Most men use oral medications (like Viagra or Cialis) during the recovery period to encourage blood flow and help the nerves heal. Some doctors recommend starting these medications early, even before erections return on their own, as part of a “penile rehabilitation” strategy.
Penile Shortening
This side effect surprises many men because it’s rarely discussed before surgery. Between 68% and 71% of men experience some degree of penile shortening after prostatectomy. The average decrease in both flaccid and erect length is around 8 to 9%, and about half of men in one study lost more than one centimeter of stretched length by three months. The likely causes include changes in blood flow, nerve damage, and structural changes from reduced erections during recovery. Early and regular use of a vacuum erection device has been shown to reduce the risk of this length loss compared to doing nothing.
Changes to Orgasm and Ejaculation
Your prostate and seminal vesicles produced most of the fluid in your ejaculate. Without them, you will have “dry” orgasms, meaning you can still climax, but nothing comes out. Your testicles continue to produce sperm, but those cells are simply reabsorbed by your body.
Some men say a dry orgasm feels essentially the same as before. Others report that it feels less intense or less satisfying, and the absence of visible ejaculation can be psychologically significant. A small percentage of men also experience climacturia, which is leaking a small amount of urine at the moment of orgasm. This tends to improve over time as pelvic floor strength returns.
Fertility After Prostate Removal
Natural conception is no longer possible after a radical prostatectomy. Because semen can’t be produced or ejaculated, sperm have no way to leave your body during sex. Your testicles still make sperm, but that doesn’t help without a delivery route.

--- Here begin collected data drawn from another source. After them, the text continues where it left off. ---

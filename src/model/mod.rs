pub mod employee;
pub mod inventory;
pub mod timesheet;
pub mod timesheet_log;
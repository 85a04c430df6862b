use std::sync::Arc;

use sqlx::MySqlPool;
use sqlx::mysql::MySqlPoolOptions;
use tracing::{info, warn};

use crate::config::Config;
use crate::store::{FallbackStore, MemoryStore, MySqlStore, Store};

pub async fn init_db(database_url: &str, config: &Config) -> Result<MySqlPool, sqlx::Error> {
    MySqlPoolOptions::new()
        .max_connections(config.db_max_connections)
        .acquire_timeout(config.db_connect_timeout)
        .connect(database_url)
        .await
}

/// Picks the backend for this process.
///
/// Without `DATABASE_URL`, or when the first connection attempt fails, the
/// seeded in-memory store serves everything. Otherwise MySQL is primary and
/// the in-memory store takes over once MySQL becomes unreachable.
pub async fn build_store(config: &Config) -> Arc<dyn Store> {
    let Some(database_url) = config.database_url.as_deref() else {
        info!("DATABASE_URL not set, serving from in-memory store");
        return Arc::new(MemoryStore::seeded());
    };

    match init_db(database_url, config).await {
        Ok(pool) => {
            info!(
                max_connections = config.db_max_connections,
                "Connected to MySQL"
            );
            let primary: Arc<dyn Store> = Arc::new(MySqlStore::new(pool, config.retry_policy()));
            let fallback: Arc<dyn Store> = Arc::new(MemoryStore::seeded());
            Arc::new(FallbackStore::new(primary, fallback))
        }
        Err(e) => {
            warn!(error = %e, "MySQL connection failed, serving from in-memory store");
            Arc::new(MemoryStore::seeded())
        }
    }
}
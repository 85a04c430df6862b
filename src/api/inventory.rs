use actix_web::{HttpResponse, web};
use serde::Deserialize;
use serde_json::json;
use tracing::info;
use utoipa::ToSchema;

use crate::error::ApiError;
use crate::model::inventory::{InventoryItem, InventoryPatch, InventoryStats, NewInventoryItem};
use crate::store::Store;

#[derive(Debug, Default, Deserialize, ToSchema)]
pub struct ReorderRequest {
    /// Target stock level; the item's own `max_stock` when omitted
    #[serde(alias = "maxStock")]
    #[schema(example = 50)]
    pub max_stock: Option<i64>,
}

/// List inventory
#[utoipa::path(
    get,
    path = "/api/inventory",
    responses(
        (status = 200, description = "All inventory items ordered by id", body = [InventoryItem]),
        (status = 500, description = "Internal server error")
    ),
    tag = "Inventory"
)]
pub async fn list_inventory(store: web::Data<dyn Store>) -> Result<HttpResponse, ApiError> {
    let items = store.list_inventory().await?;
    info!(count = items.len(), "Retrieved inventory items");
    Ok(HttpResponse::Ok().json(items))
}

/// Inventory statistics
#[utoipa::path(
    get,
    path = "/api/inventory/stats",
    responses(
        (status = 200, description = "Stock level summary", body = InventoryStats),
        (status = 500, description = "Internal server error")
    ),
    tag = "Inventory"
)]
pub async fn inventory_stats(store: web::Data<dyn Store>) -> Result<HttpResponse, ApiError> {
    let items = store.list_inventory().await?;
    Ok(HttpResponse::Ok().json(InventoryStats::from_items(&items)))
}

#[utoipa::path(
    get,
    path = "/api/inventory/{item_id}",
    params(
        ("item_id", Path, description = "Inventory item ID")
    ),
    responses(
        (status = 200, body = InventoryItem),
        (status = 404, description = "Inventory item not found")
    ),
    tag = "Inventory"
)]
pub async fn get_inventory_item(
    store: web::Data<dyn Store>,
    path: web::Path<u64>,
) -> Result<HttpResponse, ApiError> {
    match store.find_inventory_item(path.into_inner()).await? {
        Some(item) => Ok(HttpResponse::Ok().json(item)),
        None => Err(ApiError::NotFound("Inventory item")),
    }
}

#[utoipa::path(
    post,
    path = "/api/inventory",
    request_body = NewInventoryItem,
    responses(
        (status = 201, description = "Inventory item created", body = InventoryItem),
        (status = 400, description = "Invalid payload"),
        (status = 500, description = "Internal server error")
    ),
    tag = "Inventory"
)]
pub async fn create_inventory_item(
    store: web::Data<dyn Store>,
    payload: web::Json<NewInventoryItem>,
) -> Result<HttpResponse, ApiError> {
    let payload = payload.into_inner();
    payload.validate().map_err(ApiError::Validation)?;

    let item = store.insert_inventory_item(payload).await?;
    info!(item_id = item.id, sku = %item.sku, "Inventory item created");

    Ok(HttpResponse::Created().json(item))
}

#[utoipa::path(
    put,
    path = "/api/inventory/{item_id}",
    params(
        ("item_id", Path, description = "Inventory item ID")
    ),
    request_body = InventoryPatch,
    responses(
        (status = 200, description = "Inventory item updated", body = InventoryItem),
        (status = 400, description = "Invalid payload"),
        (status = 404, description = "Inventory item not found")
    ),
    tag = "Inventory"
)]
pub async fn update_inventory_item(
    store: web::Data<dyn Store>,
    path: web::Path<u64>,
    body: web::Json<InventoryPatch>,
) -> Result<HttpResponse, ApiError> {
    let item_id = path.into_inner();
    let patch = body.into_inner();

    if patch.is_empty() {
        return Err(ApiError::Validation(
            "No fields provided for update".to_string(),
        ));
    }
    patch.validate().map_err(ApiError::Validation)?;

    match store.update_inventory_item(item_id, patch).await? {
        Some(item) => {
            info!(item_id, "Inventory item updated");
            Ok(HttpResponse::Ok().json(item))
        }
        None => Err(ApiError::NotFound("Inventory item")),
    }
}

/// Restock an item up to its maximum level
#[utoipa::path(
    put,
    path = "/api/inventory/{item_id}/reorder",
    params(
        ("item_id", Path, description = "Inventory item ID")
    ),
    request_body = ReorderRequest,
    responses(
        (status = 200, description = "Item reordered", body = Object, example = json!({
            "message": "Item reordered successfully",
            "newStock": 50
        })),
        (status = 400, description = "Invalid stock level"),
        (status = 404, description = "Inventory item not found")
    ),
    tag = "Inventory"
)]
pub async fn reorder_inventory_item(
    store: web::Data<dyn Store>,
    path: web::Path<u64>,
    body: Option<web::Json<ReorderRequest>>,
) -> Result<HttpResponse, ApiError> {
    let item_id = path.into_inner();
    let request = body.map(|b| b.into_inner()).unwrap_or_default();

    let target = match request.max_stock {
        Some(level) => level,
        None => {
            store
                .find_inventory_item(item_id)
                .await?
                .ok_or(ApiError::NotFound("Inventory item"))?
                .max_stock
        }
    };
    if target < 0 {
        return Err(ApiError::Validation(
            "stock levels must not be negative".to_string(),
        ));
    }

    let patch = InventoryPatch {
        stock: Some(target),
        ..Default::default()
    };
    let item = store
        .update_inventory_item(item_id, patch)
        .await?
        .ok_or(ApiError::NotFound("Inventory item"))?;

    info!(item_id, new_stock = item.stock, "Inventory item reordered");
    Ok(HttpResponse::Ok().json(json!({
        "message": "Item reordered successfully",
        "newStock": item.stock
    })))
}

#[utoipa::path(
    delete,
    path = "/api/inventory/{item_id}",
    params(
        ("item_id", Path, description = "Inventory item ID")
    ),
    responses(
        (status = 200, description = "Inventory item deleted"),
        (status = 404, description = "Inventory item not found")
    ),
    tag = "Inventory"
)]
pub async fn delete_inventory_item(
    store: web::Data<dyn Store>,
    path: web::Path<u64>,
) -> Result<HttpResponse, ApiError> {
    let item_id = path.into_inner();

    if !store.delete_inventory_item(item_id).await? {
        return Err(ApiError::NotFound("Inventory item"));
    }

    info!(item_id, "Inventory item deleted");
    Ok(HttpResponse::Ok().json(json!({
        "message": "Inventory item deleted successfully"
    })))
}
pub mod clock;
pub mod tracker;

pub use clock::{Clock, ManualClock, SystemClock};
pub use tracker::{AttendanceError, AttendanceTracker};
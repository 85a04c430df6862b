use std::env;
use std::str::FromStr;
use std::time::Duration;

use anyhow::{Context, Result};
use dotenvy::dotenv;

use crate::store::RetryPolicy;

#[derive(Debug, Clone)]
pub struct Config {
    pub server_addr: String,

    /// Unset means the in-memory store only.
    pub database_url: Option<String>,
    pub db_max_connections: u32,
    pub db_connect_timeout: Duration,

    // Storage resilience
    pub store_retry_attempts: u32,
    pub store_timeout: Duration,

    // Rate limiting
    pub rate_per_min: u32,

    pub api_prefix: String,

    pub log_dir: String,
    pub log_level: tracing::Level,
}

impl Default for Config {
    fn default() -> Self {
        Self {
            server_addr: "0.0.0.0:3001".to_string(),
            database_url: None,
            db_max_connections: 5,
            db_connect_timeout: Duration::from_secs(5),
            store_retry_attempts: 3,
            store_timeout: Duration::from_millis(2000),
            rate_per_min: 1000,
            api_prefix: "/api".to_string(),
            log_dir: "logs".to_string(),
            log_level: tracing::Level::DEBUG,
        }
    }
}

fn parsed<T>(key: &str, default: T) -> Result<T>
where
    T: FromStr,
    T::Err: std::error::Error + Send + Sync + 'static,
{
    match env::var(key) {
        Ok(raw) => raw
            .trim()
            .parse()
            .with_context(|| format!("{key} has an invalid value: {raw:?}")),
        Err(_) => Ok(default),
    }
}

impl Config {
    pub fn from_env() -> Result<Self> {
        dotenv().ok();
        let defaults = Self::default();

        Ok(Self {
            server_addr: env::var("SERVER_ADDR").unwrap_or(defaults.server_addr),
            database_url: env::var("DATABASE_URL").ok().filter(|url| !url.trim().is_empty()),
            db_max_connections: parsed("DB_MAX_CONNECTIONS", defaults.db_max_connections)?,
            db_connect_timeout: Duration::from_secs(parsed(
                "DB_CONNECT_TIMEOUT_SECS",
                defaults.db_connect_timeout.as_secs(),
            )?),
            store_retry_attempts: parsed("STORE_RETRY_ATTEMPTS", defaults.store_retry_attempts)?,
            store_timeout: Duration::from_millis(parsed(
                "STORE_TIMEOUT_MS",
                defaults.store_timeout.as_millis() as u64,
            )?),
            rate_per_min: parsed("RATE_PER_MIN", defaults.rate_per_min)?,
            api_prefix: env::var("API_PREFIX").unwrap_or(defaults.api_prefix),
            log_dir: env::var("LOG_DIR").unwrap_or(defaults.log_dir),
            log_level: parsed("LOG_LEVEL", defaults.log_level)?,
        })
    }

    pub fn retry_policy(&self) -> RetryPolicy {
        RetryPolicy {
            attempts: self.store_retry_attempts,
            timeout: self.store_timeout,
            ..RetryPolicy::default()
        }
    }
}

If fathering children is important to you, the best option is sperm banking before surgery. Frozen semen can later be used for artificial insemination, and about 50% of sperm survive the thawing process. If banking wasn’t done beforehand, sperm can sometimes be extracted directly from testicular tissue and injected into an egg in a lab. The combined success rate of extraction plus fertilization is under 50%, making it a less reliable path.
PSA Monitoring After Surgery
One of the benefits of removing the entire prostate is that your PSA (prostate-specific antigen) level should drop to essentially zero, since the prostate is the main source of PSA. This gives your doctors a very sensitive tool for detecting any cancer that might return. If your PSA rises to 0.2 ng/mL or above on two consecutive blood tests, that’s considered a biochemical recurrence, a signal that some prostate cancer cells may still be present somewhere in your body. Regular PSA blood draws, typically every few months for the first few years, become a routine part of your follow-up care.
Inguinal Hernia Risk
An underappreciated long-term consequence is a higher risk of developing an inguinal hernia, the kind where tissue pushes through a weak spot in your lower abdominal wall near the groin. The surgery disrupts the layers of tissue in that area. A large meta-analysis found that about 12% of men developed a hernia after open prostatectomy, compared to about 3% in men who didn’t have the surgery. Robotic and laparoscopic approaches carry a somewhat lower risk, around 7 to 8%, but it’s still more than double the baseline. This is worth knowing so you can recognize the symptoms early: a bulge in the groin area, especially one that appears when you cough or strain.